WHAT THIS TASK INVOLVES :: How many lines in the material below include the word "CatalogPage"? Give only the number.

*** THE DATA Section Begins ***

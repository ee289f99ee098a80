use std::cmp::Ordering;

use rust_decimal::Decimal;
use serde::{Deserialize, Serialize};
use strum::{Display, EnumString};
use utoipa::ToSchema;

use super::PartMap;
use crate::models::PartRecord;

pub const DEFAULT_PAGE_SIZE: usize = 50;

/// Supplier dropdown value: every supplier, or exactly one
#[derive(Debug, Clone, PartialEq, Eq, Default)]
pub enum SupplierFilter {
    #[default]
    All,
    Exact(String),
}

impl SupplierFilter {
    /// `None`, blank and `all` (any case) select every supplier
    pub fn from_param(param: Option<&str>) -> Self {
        match param.map(str::trim) {
            None | Some("") => SupplierFilter::All,
            Some(value) if value.eq_ignore_ascii_case("all") => SupplierFilter::All,
            Some(value) => SupplierFilter::Exact(value.to_string()),
        }
    }

    fn accepts(&self, supplier: Option<&str>) -> bool {
        match self {
            SupplierFilter::All => true,
            SupplierFilter::Exact(wanted) => supplier == Some(wanted.as_str()),
        }
    }
}

#[derive(
    Debug, Clone, Copy, PartialEq, Eq, Default, Serialize, Deserialize, Display, EnumString, ToSchema,
)]
#[serde(rename_all = "lowercase")]
#[strum(serialize_all = "lowercase", ascii_case_insensitive)]
pub enum SortKey {
    #[default]
    Code,
    Price,
    Stock,
    Supplier,
}

#[derive(
    Debug, Clone, Copy, PartialEq, Eq, Serialize, Deserialize, Display, EnumString, ToSchema,
)]
#[serde(rename_all = "lowercase")]
#[strum(serialize_all = "lowercase", ascii_case_insensitive)]
pub enum SortOrder {
    Asc,
    Desc,
}

impl SortOrder {
    pub fn reversed(self) -> Self {
        match self {
            SortOrder::Asc => SortOrder::Desc,
            SortOrder::Desc => SortOrder::Asc,
        }
    }
}

impl SortKey {
    /// Codes and suppliers read A to Z; prices and stock show the largest first
    pub fn default_order(self) -> SortOrder {
        match self {
            SortKey::Code | SortKey::Supplier => SortOrder::Asc,
            SortKey::Price | SortKey::Stock => SortOrder::Desc,
        }
    }
}

/// Everything the catalogue page can ask for in one request
#[derive(Debug, Clone)]
pub struct CatalogQuery {
    pub text: String,
    pub supplier: SupplierFilter,
    pub stock_only: bool,
    pub sort: SortKey,
    /// Overrides the key's implicit direction
    pub order: Option<SortOrder>,
    /// 1-indexed; 0 is read as 1
    pub page: usize,
    pub page_size: usize,
}

impl Default for CatalogQuery {
    fn default() -> Self {
        Self {
            text: String::new(),
            supplier: SupplierFilter::All,
            stock_only: false,
            sort: SortKey::Code,
            order: None,
            page: 1,
            page_size: DEFAULT_PAGE_SIZE,
        }
    }
}

impl CatalogQuery {
    pub fn effective_order(&self) -> SortOrder {
        self.order.unwrap_or_else(|| self.sort.default_order())
    }
}

#[derive(Debug, Clone, Serialize, Deserialize, ToSchema)]
pub struct CatalogPage {
    pub items: Vec<PartRecord>,
    pub page: usize,
    pub page_size: usize,
    /// Records passing the filters, across all pages
    pub total: usize,
    pub total_pages: usize,
}

/// Case-insensitive containment on code, description or supplier
pub fn matches_text(part: &PartRecord, needle_lowercase: &str) -> bool {
    if needle_lowercase.is_empty() {
        return true;
    }
    let contains = |field: &str| field.to_lowercase().contains(needle_lowercase);
    contains(&part.code)
        || part.description.as_deref().is_some_and(contains)
        || part.supplier.as_deref().is_some_and(contains)
}

/// Records passing the supplier, stock and text filters, in code order
pub fn filter<'a>(parts: &'a PartMap, query: &CatalogQuery) -> Vec<&'a PartRecord> {
    let needle = query.text.trim().to_lowercase();
    parts
        .values()
        .filter(|part| query.supplier.accepts(part.supplier.as_deref()))
        .filter(|part| !query.stock_only || part.in_stock())
        .filter(|part| matches_text(part, &needle))
        .collect()
}

/// Case-folded comparison first, raw text as the tiebreaker
pub fn locale_cmp(a: &str, b: &str) -> Ordering {
    a.to_lowercase()
        .cmp(&b.to_lowercase())
        .then_with(|| a.cmp(b))
}

fn compare(a: &PartRecord, b: &PartRecord, key: SortKey) -> Ordering {
    match key {
        SortKey::Code => locale_cmp(&a.code, &b.code),
        SortKey::Price => a
            .standard_price
            .unwrap_or(Decimal::ZERO)
            .cmp(&b.standard_price.unwrap_or(Decimal::ZERO)),
        SortKey::Stock => a.stock.cmp(&b.stock),
        SortKey::Supplier => locale_cmp(
            a.supplier.as_deref().unwrap_or(""),
            b.supplier.as_deref().unwrap_or(""),
        ),
    }
}

/// Ties on the sort key fall back to ascending case-folded code order in both directions
pub fn sort(records: &mut [&PartRecord], key: SortKey, order: SortOrder) {
    records.sort_by(|a, b| {
        let primary = match order {
            SortOrder::Asc => compare(a, b, key),
            SortOrder::Desc => compare(b, a, key),
        };
        primary.then_with(|| locale_cmp(&a.code, &b.code))
    });
}

pub fn total_pages(total: usize, page_size: usize) -> usize {
    if page_size == 0 {
        return 0;
    }
    total.div_ceil(page_size)
}

/// One 1-indexed page of `items`; pages past the end are empty
pub fn paginate<T: Clone>(items: &[T], page: usize, page_size: usize) -> Vec<T> {
    let page = page.max(1);
    let page_size = page_size.max(1);
    let start = (page - 1).saturating_mul(page_size);
    if start >= items.len() {
        return Vec::new();
    }
    let end = start.saturating_add(page_size).min(items.len());
    items[start..end].to_vec()
}

/// Filter, sort and paginate in one pass over the loaded mapping
pub fn run(parts: &PartMap, query: &CatalogQuery) -> CatalogPage {
    let page_size = query.page_size.max(1);
    let page = query.page.max(1);

    let mut records = filter(parts, query);
    sort(&mut records, query.sort, query.effective_order());

    let total = records.len();
    let items = paginate(&records, page, page_size)
        .into_iter()
        .cloned()
        .collect();

    CatalogPage {
        items,
        page,
        page_size,
        total,
        total_pages: total_pages(total, page_size),
    }
}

*** THE DATA Section Ends ***

TASK RESULT :: 3